What I did was to cut a series of roughly 1/4" vertical slots between the pan extension & the original pan area - they should (hopefully) slow the oil surge some, but still allow the oil to flow back into the main tank. I also drilled a couple of 11/4" holes in the very top of the shallow area of the original pan (that now has the extension under it). It occurred to me that, without these holes, the new section of the pan could end up like an inverted glass pushed down into water - the air needs to be able to escape for the oil to be able to fill the extension area. So, I've basically put a couple of small holes in the bottom of the glass...

I tried the dipstick, and it was encouraging. I won't have to modify it at all (which was my plan), and it will still represent the appropriate oil level in the sump. And, I'm even less concerned about oil surge, now - Ford's intended level of oil in the sump indicates that the entire metal portion of the sump will be full, up to the level of the alloy splash pan above it. The splash pan itself has baffling & surge restrictions too, so I think the current plan should work.

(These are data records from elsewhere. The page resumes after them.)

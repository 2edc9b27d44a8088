// Per-call options for submission, workers and schedules

use serde::{Deserialize, Serialize};

use crate::config::{QueueDefaults, DEFAULT_RETRY_DELAY_MS, DEFAULT_RETRY_LIMIT};

/// Job submission options. Unset fields fall back to queue defaults.
#[derive(Debug, Clone, Default, PartialEq, Eq, Serialize, Deserialize)]
#[serde(rename_all = "camelCase", default)]
pub struct JobOptions {
    #[serde(skip_serializing_if = "Option::is_none")]
    pub priority: Option<i32>,
    #[serde(skip_serializing_if = "Option::is_none")]
    pub retry_limit: Option<u32>,
    /// Milliseconds between attempts
    #[serde(skip_serializing_if = "Option::is_none")]
    pub retry_delay: Option<u64>,
    /// Double the delay after every failed attempt
    #[serde(skip_serializing_if = "Option::is_none")]
    pub retry_backoff: Option<bool>,
    /// Engine-level deduplication key
    #[serde(skip_serializing_if = "Option::is_none")]
    pub singleton_key: Option<String>,
    #[serde(skip_serializing_if = "Option::is_none")]
    pub expire_in_seconds: Option<u64>,
    #[serde(skip_serializing_if = "Option::is_none")]
    pub start_after_seconds: Option<u64>,
}

impl JobOptions {
    pub fn with_priority(mut self, priority: i32) -> Self {
        self.priority = Some(priority);
        self
    }

    pub fn with_retry(mut self, limit: u32, delay_ms: u64) -> Self {
        self.retry_limit = Some(limit);
        self.retry_delay = Some(delay_ms);
        self
    }

    pub fn with_singleton_key(mut self, key: impl Into<String>) -> Self {
        self.singleton_key = Some(key.into());
        self
    }

    pub fn with_start_after(mut self, seconds: u64) -> Self {
        self.start_after_seconds = Some(seconds);
        self
    }

    /// Merge with manager-level defaults. Values set on `self` win.
    ///
    /// The result always carries a retry limit and a retry delay.
    pub fn merged_with(self, defaults: Option<&QueueDefaults>) -> Self {
        let retry_limit = self
            .retry_limit
            .or_else(|| defaults.and_then(|d| d.retry_limit))
            .unwrap_or(DEFAULT_RETRY_LIMIT);
        let retry_delay = self
            .retry_delay
            .or_else(|| defaults.and_then(|d| d.retry_delay))
            .unwrap_or(DEFAULT_RETRY_DELAY_MS);

        Self {
            retry_limit: Some(retry_limit),
            retry_delay: Some(retry_delay),
            ..self
        }
    }
}

/// Worker registration options. Unset fields fall back to queue defaults.
#[derive(Debug, Clone, Default, PartialEq, Eq, Serialize, Deserialize)]
#[serde(rename_all = "camelCase", default)]
pub struct WorkerOptions {
    /// Polling interval in milliseconds
    #[serde(skip_serializing_if = "Option::is_none")]
    pub new_job_check_interval: Option<u64>,
    #[serde(skip_serializing_if = "Option::is_none")]
    pub team_size: Option<u32>,
    #[serde(skip_serializing_if = "Option::is_none")]
    pub team_concurrency: Option<u32>,
    #[serde(skip_serializing_if = "Option::is_none")]
    pub include_metadata: Option<bool>,
}

impl WorkerOptions {
    pub fn with_team_size(mut self, team_size: u32) -> Self {
        self.team_size = Some(team_size);
        self
    }

    pub fn with_metadata(mut self) -> Self {
        self.include_metadata = Some(true);
        self
    }
}

/// Recurring schedule options
#[derive(Debug, Clone, Default, PartialEq, Eq, Serialize, Deserialize)]
#[serde(rename_all = "camelCase", default)]
pub struct ScheduleOptions {
    /// IANA time zone of the cron expression (engines may only accept UTC)
    #[serde(skip_serializing_if = "Option::is_none")]
    pub tz: Option<String>,
    /// Tells apart several schedules on the same queue. Scheduling again
    /// with the same queue and key replaces the earlier schedule.
    #[serde(skip_serializing_if = "Option::is_none")]
    pub key: Option<String>,
    /// Options applied to every job the schedule creates
    #[serde(flatten)]
    pub job: JobOptions,
}

impl ScheduleOptions {
    pub fn with_key(mut self, key: impl Into<String>) -> Self {
        self.key = Some(key.into());
        self
    }

    /// Key under which the schedule is stored; empty for the queue's default schedule
    pub fn key(&self) -> &str {
        self.key.as_deref().unwrap_or("")
    }

    /// `queue` for the default schedule, `queue:key` otherwise
    pub fn schedule_id(&self, queue: &str) -> String {
        match self.key() {
            "" => queue.to_string(),
            key => format!("{}:{}", queue, key),
        }
    }
}
// Domain Layer - Jobs, options, metrics, health and events

pub mod error;
pub mod event;
pub mod health;
pub mod job;
pub mod metrics;
pub mod options;
pub mod queue;

// Re-exports
pub use error::DomainError;
pub use event::{EventBus, QueueEvent};
pub use health::{
    DatabaseHealth, HealthState, HealthStatus, QueueHealth, WorkerHealth, ERROR_RATE_THRESHOLD,
    RESERVED_QUEUE_NAME,
};
pub use job::{Delivery, JobId, JobInfo, JobState, JobStateInfo, WorkerId};
pub use metrics::QueueMetrics;
pub use options::{JobOptions, ScheduleOptions, WorkerOptions};
pub use queue::{validate_queue_name, QueueInfo, QueueName};
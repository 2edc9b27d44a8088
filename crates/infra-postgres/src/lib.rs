// Queue SDK Infrastructure - PostgreSQL Adapter
// Implements: QueueEngine (send/fetch with SKIP LOCKED, retries, expiry, cron schedules)

mod connection;
mod cron;
mod engine;
mod error;
mod migration;
mod store;
mod worker;

pub use connection::{connect_options, create_pool};
pub use cron::{due_run, next_occurrence, parse_cron, validate_timezone};
pub use engine::{EngineOptions, PgQueueEngine};
pub use migration::{run_migrations, validate_schema_name, SCHEMA_VERSION};
pub use store::{JobStore, DEFAULT_EXPIRE_IN_SECONDS};
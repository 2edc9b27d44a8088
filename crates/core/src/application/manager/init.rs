// Initialization gate
//
// One background task drives the engine to readiness; every gated
// operation waits on this gate instead of starting its own attempt.

use crate::error::{QueueError, Result};
use tokio::sync::watch;

#[derive(Debug, Clone, PartialEq, Eq)]
pub enum InitState {
    Pending,
    Ready,
    /// Terminal; the message is handed to every waiter
    Failed(String),
}

pub(crate) struct InitGate {
    tx: watch::Sender<InitState>,
}

impl InitGate {
    pub(crate) fn new() -> Self {
        let (tx, _) = watch::channel(InitState::Pending);
        Self { tx }
    }

    pub(crate) fn state(&self) -> InitState {
        self.tx.borrow().clone()
    }

    pub(crate) fn mark_ready(&self) {
        self.tx.send_replace(InitState::Ready);
    }

    pub(crate) fn mark_failed(&self, message: impl Into<String>) {
        self.tx.send_replace(InitState::Failed(message.into()));
    }

    /// Suspend the caller until initialization settles
    pub(crate) async fn wait(&self) -> Result<()> {
        let mut rx = self.tx.subscribe();
        let settled = rx
            .wait_for(|state| *state != InitState::Pending)
            .await
            .map_err(|_| QueueError::Initialization("initialization abandoned".to_string()))?
            .clone();

        match settled {
            InitState::Failed(message) => Err(QueueError::Initialization(message)),
            _ => Ok(()),
        }
    }
}

#[cfg(test)]
mod tests {
    use super::*;
    use std::sync::Arc;
    use std::time::Duration;

    #[tokio::test]
    async fn test_waiters_released_on_ready() {
        let gate = Arc::new(InitGate::new());
        let waiter = {
            let gate = Arc::clone(&gate);
            tokio::spawn(async move { gate.wait().await })
        };

        tokio::time::sleep(Duration::from_millis(10)).await;
        assert!(!waiter.is_finished());

        gate.mark_ready();
        assert!(waiter.await.unwrap().is_ok());
        assert_eq!(gate.state(), InitState::Ready);
    }

    #[tokio::test]
    async fn test_failure_is_sticky() {
        let gate = InitGate::new();
        gate.mark_failed("connection refused");

        for _ in 0..2 {
            match gate.wait().await {
                Err(QueueError::Initialization(message)) => {
                    assert_eq!(message, "connection refused")
                }
                other => panic!("unexpected: {:?}", other),
            }
        }
    }
}
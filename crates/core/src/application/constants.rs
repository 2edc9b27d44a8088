// Queue manager constants (no magic values)
use std::time::Duration;

/// Pause after the engine starts so schema creation settles before use (2s)
pub const SCHEMA_SETTLE_DELAY: Duration = Duration::from_secs(2);

/// Window used for the throughput figure (60s)
pub const THROUGHPUT_WINDOW: Duration = Duration::from_secs(60);
// Lock helpers

use std::sync::{Mutex, MutexGuard, PoisonError};

/// Lock a mutex, recovering the data if a previous holder panicked.
/// Counters and registries stay usable after a handler panic.
pub(crate) fn lock<T>(mutex: &Mutex<T>) -> MutexGuard<'_, T> {
    mutex.lock().unwrap_or_else(PoisonError::into_inner)
}
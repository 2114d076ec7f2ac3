//! Staff roster and shift preferences.

use std::collections::HashSet;
use std::path::Path;

use nurseforge_core::SHIFTS_PER_DAY;
use serde::{Deserialize, Serialize};

use crate::{load_file, parse_str, ConfigError, ConfigFormat, StaffingConfig};

/// One staff member and the shifts they want to work.
#[derive(Debug, Clone, PartialEq, Eq, Deserialize, Serialize)]
pub struct StaffMember {
    /// Unique identifier of the staff member.
    pub id: String,

    /// Desired shifts [morning, afternoon, night]; 1 means wanted every day.
    #[serde(default)]
    pub preference: [u8; SHIFTS_PER_DAY],
}

impl StaffMember {
    /// Creates a staff member with the given preference flags.
    pub fn new(id: impl Into<String>, preference: [u8; SHIFTS_PER_DAY]) -> Self {
        Self {
            id: id.into(),
            preference,
        }
    }
}

/// The ordered staff roster.
///
/// Order is significant: the n-th member owns the n-th chunk of the flat
/// schedule.
///
/// ```
/// use nurseforge_config::RosterConfig;
///
/// let roster = RosterConfig::from_toml_str(r#"
///     [[staff]]
///     id = "ana"
///     preference = [1, 0, 0]
///
///     [[staff]]
///     id = "luis"
///     preference = [0, 1, 1]
/// "#).unwrap();
///
/// assert_eq!(roster.ids(), vec!["ana".to_string(), "luis".to_string()]);
/// assert_eq!(roster.preferences()[1], [0, 1, 1]);
/// ```
#[derive(Debug, Clone, Default, PartialEq, Deserialize, Serialize)]
#[serde(rename_all = "snake_case")]
pub struct RosterConfig {
    /// Staffing constants shipped alongside the roster, if any.
    #[serde(default, skip_serializing_if = "Option::is_none")]
    pub staffing: Option<StaffingConfig>,

    /// Staff members in schedule order.
    #[serde(default)]
    pub staff: Vec<StaffMember>,
}

impl RosterConfig {
    /// Creates an empty roster.
    pub fn new() -> Self {
        Self::default()
    }

    /// Loads a roster from a TOML or YAML file, chosen by extension.
    pub fn load(path: impl AsRef<Path>) -> Result<Self, ConfigError> {
        load_file(path)
    }

    /// Parses a roster from a TOML string.
    pub fn from_toml_str(s: &str) -> Result<Self, ConfigError> {
        parse_str(s, ConfigFormat::Toml)
    }

    /// Parses a roster from a YAML string.
    pub fn from_yaml_str(s: &str) -> Result<Self, ConfigError> {
        parse_str(s, ConfigFormat::Yaml)
    }

    /// Appends a staff member.
    pub fn with_member(mut self, id: impl Into<String>, preference: [u8; SHIFTS_PER_DAY]) -> Self {
        self.staff.push(StaffMember::new(id, preference));
        self
    }

    /// Attaches staffing constants.
    pub fn with_staffing(mut self, staffing: StaffingConfig) -> Self {
        self.staffing = Some(staffing);
        self
    }

    /// Returns the staff identifiers in roster order.
    pub fn ids(&self) -> Vec<String> {
        self.staff.iter().map(|m| m.id.clone()).collect()
    }

    /// Returns the preference table in roster order.
    pub fn preferences(&self) -> Vec<[u8; SHIFTS_PER_DAY]> {
        self.staff.iter().map(|m| m.preference).collect()
    }

    /// Returns the number of staff members.
    pub fn len(&self) -> usize {
        self.staff.len()
    }

    /// Returns true if the roster has no staff.
    pub fn is_empty(&self) -> bool {
        self.staff.is_empty()
    }

    /// Checks the roster and the staffing constants it embeds.
    pub fn validate(&self) -> Result<(), ConfigError> {
        self.validate_staff()?;
        if let Some(staffing) = &self.staffing {
            staffing.validate()?;
        }
        Ok(())
    }

    /// Checks that the roster is non-empty, ids are unique and preference
    /// flags are binary. Embedded staffing is not checked.
    pub fn validate_staff(&self) -> Result<(), ConfigError> {
        if self.staff.is_empty() {
            return Err(ConfigError::Invalid("roster has no staff".to_string()));
        }
        let mut seen = HashSet::new();
        for member in &self.staff {
            if !seen.insert(member.id.as_str()) {
                return Err(ConfigError::Invalid(format!(
                    "duplicate staff id '{}'",
                    member.id
                )));
            }
            if member.preference.iter().any(|&flag| flag > 1) {
                return Err(ConfigError::Invalid(format!(
                    "preference flags of '{}' must be 0 or 1, got {:?}",
                    member.id, member.preference
                )));
            }
        }
        Ok(())
    }
}
//! Roster fixtures.

use nurseforge_config::RosterConfig;

/// Cycle of single-shift preferences used by [`ward`].
pub const PREFERENCE_CYCLE: [[u8; 3]; 3] = [[1, 0, 0], [0, 1, 0], [0, 0, 1]];

/// One nurse, `"ana"`, who wants mornings only.
pub fn single_nurse() -> RosterConfig {
    RosterConfig::new().with_member("ana", [1, 0, 0])
}

/// A ward of `size` nurses named `nurse-01`, `nurse-02`, ...
///
/// Preferences cycle morning, afternoon, night.
pub fn ward(size: usize) -> RosterConfig {
    (0..size).fold(RosterConfig::new(), |roster, i| {
        roster.with_member(
            format!("nurse-{:02}", i + 1),
            PREFERENCE_CYCLE[i % PREFERENCE_CYCLE.len()],
        )
    })
}

/// Builds a roster from `(id, preference)` pairs.
pub fn roster_of(members: &[(&str, [u8; 3])]) -> RosterConfig {
    members
        .iter()
        .fold(RosterConfig::new(), |roster, (id, preference)| {
            roster.with_member(*id, *preference)
        })
}

#[cfg(test)]
mod tests {
    use super::*;

    #[test]
    fn test_ward_names_and_preferences() {
        let roster = ward(4);
        assert_eq!(
            roster.ids(),
            vec!["nurse-01", "nurse-02", "nurse-03", "nurse-04"]
        );
        assert_eq!(roster.preferences()[3], [1, 0, 0]);
        assert!(roster.validate().is_ok());
    }

    #[test]
    fn test_roster_of() {
        let roster = roster_of(&[("ana", [1, 1, 0]), ("luis", [0, 0, 1])]);
        assert_eq!(roster.len(), 2);
        assert_eq!(roster.preferences(), vec![[1, 1, 0], [0, 0, 1]]);
    }
}
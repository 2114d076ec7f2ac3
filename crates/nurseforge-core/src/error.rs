//! Error types for NurseForge

use thiserror::Error;

/// Main error type for NurseForge operations
#[derive(Debug, Error, Clone, PartialEq, Eq)]
pub enum NurseForgeError {
    /// The flat schedule does not have the length the model expects.
    ///
    /// Raised before any counting happens; the schedule is never truncated
    /// or padded.
    #[error("Validation error: schedule length must be {expected}, got {actual}")]
    Validation { expected: usize, actual: usize },

    /// Error in model configuration
    #[error("Configuration error: {0}")]
    Config(String),
}

impl NurseForgeError {
    /// Creates a configuration error from any displayable message.
    pub fn config(message: impl Into<String>) -> Self {
        NurseForgeError::Config(message.into())
    }

    /// Returns true if this error rejects a candidate schedule
    /// (as opposed to a broken model).
    pub fn is_validation(&self) -> bool {
        matches!(self, NurseForgeError::Validation { .. })
    }
}

/// Result type alias for NurseForge operations
pub type Result<T> = std::result::Result<T, NurseForgeError>;

#[cfg(test)]
mod tests {
    use super::*;

    #[test]
    fn test_validation_message() {
        let err = NurseForgeError::Validation {
            expected: 21,
            actual: 20,
        };
        assert_eq!(
            err.to_string(),
            "Validation error: schedule length must be 21, got 20"
        );
        assert!(err.is_validation());
    }

    #[test]
    fn test_config_message() {
        let err = NurseForgeError::config("empty roster");
        assert_eq!(err.to_string(), "Configuration error: empty roster");
        assert!(!err.is_validation());
    }
}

I cut the original drain plug area out of the old bottom of the pan for re-use (basically, moving it up 1.75"). The female portion of the drain is a threaded collar, formed on a small steel plate, and attached to the pan with a couple of spot welds. Initially, I tried drilling out the spot welds to remove the collar - it turns out that the spot welds are far harder than my titanium-nitride drill bits (it only took me 3 drill bits destroyed to figure this out - :roll: ). In the end, I used the angry grinder to remove the traces of the original pan from the collar & free up the spot weld holes. As there is still a nice flat area of the pan above the original drain hole, I drilled a new hole, fit the drain plug through it & into the collar, and plug welded the collar (through the spot weld holes) into place.

I'm hopeful there won't be any leaks - thankfully, the OEM drain plug's mating surface has a generous O-ring set into it, which should account for any tiny less-than-flat parts of the new sealing area (thanks, Ford - I appreciate that!).

Today, I'm hoping to find some 12 to 14 gauge steel so I can make a new pan floor. I'm going to try my local welding shop, as the round trip to the only supplier of sheet metal is more than 1 1/2 hours.

By the way - as I said, I have about 2-3 mm clearance between the (new) bottom of the pan & the (newly-trimmed) oil pickup snout. Does that seem like enough clearance?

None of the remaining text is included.